How Innovation Won the America’s Cup
Articles • Central Innovation • 20 July 2017
This years’ America’s Cup was not just another yacht race – it was about innovation, technology and thinking outside the box.
After their defeat in the 2013 America’s Cup held in San Francisco, Emirates Team New Zealand knew they had to come up with an exceptionally new and improved design in order to beat defender Oracle Team USA in this years’ Cup, held in Bermuda.
The teams’ skipper Glenn Ashby explains that this time around, “we had to be extremely innovative and extremely aggressive with our design philosophy”. The resulting next-generation yacht led the team to victory at Bermuda, defeating Oracle 7-1.
What went in to the innovative design seen in 2017?
With a grant from Callaghan Institute to help support the teams’ research and development, Emirates Team New Zealand were able to experiment with the manufacture of materials (such as carbon fibre) to be used on the new craft. Nick Brewer, the Callaghan business advisor for the team, explains that “such materials cost hundreds of thousands of dollars and whole foils have to be built to then be tested on the water”, resulting in time-consuming and costly experimentation, which ultimately paid off.
In addition to material testing, the team used SolidWorks to create innovative new mechanical designs.
SolidWorks helped us design and test some of the most important features of the 2017 Emirates Team NZ yacht. The software was invaluable to the development of our new cycling grinding system, wing and foil designs, as well as the hydraulic systems on board the boat.”

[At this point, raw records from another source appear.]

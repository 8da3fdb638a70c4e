//! Game state machine
//!
//! Score is never stored: it is derived from the alien field every time it
//! is read, so it cannot drift from the thing it counts.

use serde::{Deserialize, Serialize};

use super::entities::AlienField;

/// Current phase of gameplay
#[derive(Debug, Clone, Copy, PartialEq, Eq, Serialize, Deserialize)]
pub enum GamePhase {
    /// Active play (including the ball waiting to be launched)
    Playing,
    /// Run ended; terminal
    GameOver,
}

/// Lives, phase and score derivation
#[derive(Debug, Clone, Serialize, Deserialize)]
pub struct GameState {
    pub balls_remaining: u32,
    pub phase: GamePhase,
    /// Simulation tick counter
    pub time_ticks: u64,
    points_per_alien: u32,
}

impl GameState {
    pub fn new(starting_balls: u32, points_per_alien: u32) -> Self {
        Self {
            balls_remaining: starting_balls,
            phase: GamePhase::Playing,
            time_ticks: 0,
            points_per_alien,
        }
    }

    pub fn is_game_over(&self) -> bool {
        self.phase == GamePhase::GameOver
    }

    /// Derived score: destroyed aliens times the per-alien value
    pub fn score(&self, aliens: &AlienField) -> u32 {
        aliens.destroyed_count() as u32 * self.points_per_alien
    }

    /// The ball fell off the playfield. Decrements the stock; returns true
    /// if a fresh ball should be loaded, false when the game just ended.
    /// Must not be called once the game is over.
    pub fn lose_ball(&mut self) -> bool {
        debug_assert!(self.phase == GamePhase::Playing);
        self.balls_remaining = self.balls_remaining.saturating_sub(1);
        if self.balls_remaining == 0 {
            self.phase = GamePhase::GameOver;
            log::info!("game over after {} ticks", self.time_ticks);
            false
        } else {
            log::info!("ball lost, {} remaining", self.balls_remaining);
            true
        }
    }
}

#[cfg(test)]
mod tests {
    use super::*;

    #[test]
    fn test_lose_ball_counts_down_to_game_over() {
        let mut state = GameState::new(3, 100);

        assert!(state.lose_ball());
        assert_eq!(state.balls_remaining, 2);
        assert!(state.lose_ball());
        assert!(!state.lose_ball());
        assert_eq!(state.balls_remaining, 0);
        assert!(state.is_game_over());
    }

    #[test]
    fn test_score_derives_from_field() {
        let state = GameState::new(3, 100);
        let aliens = AlienField::default();
        // Empty field: nothing destroyed yet
        assert_eq!(state.score(&aliens), 0);
    }
}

Martin McElwee, Design Team
The new cycling stations located in each hull of the catamaran are perhaps the most obvious innovation seen on the boat. These stations replace the traditional arm-powered grinding stations, and allow the crew to use their more powerful leg muscles to power the control systems on the yacht. Best of all, the design also leaves the hands and arms free to perform other tasks like adjusting the foils.
“SolidWorks was also used to design the mechanical side of the control systems which adjust the angle of attack of the daggerfoils and the rudders. With the foils being constantly adjusted it is imperative the clearances are correct to keep friction at a minimum. For this SolidWorks was invaluable.”
– Martin McElwee, Design Team
In addition to using SolidWorks to design, test and review the mechanics of the 50-foot yacht, the software was also used to determine whether the dismantled boat could fit on a freighter plane to be taken to Bermuda for the America’s Cup challenge.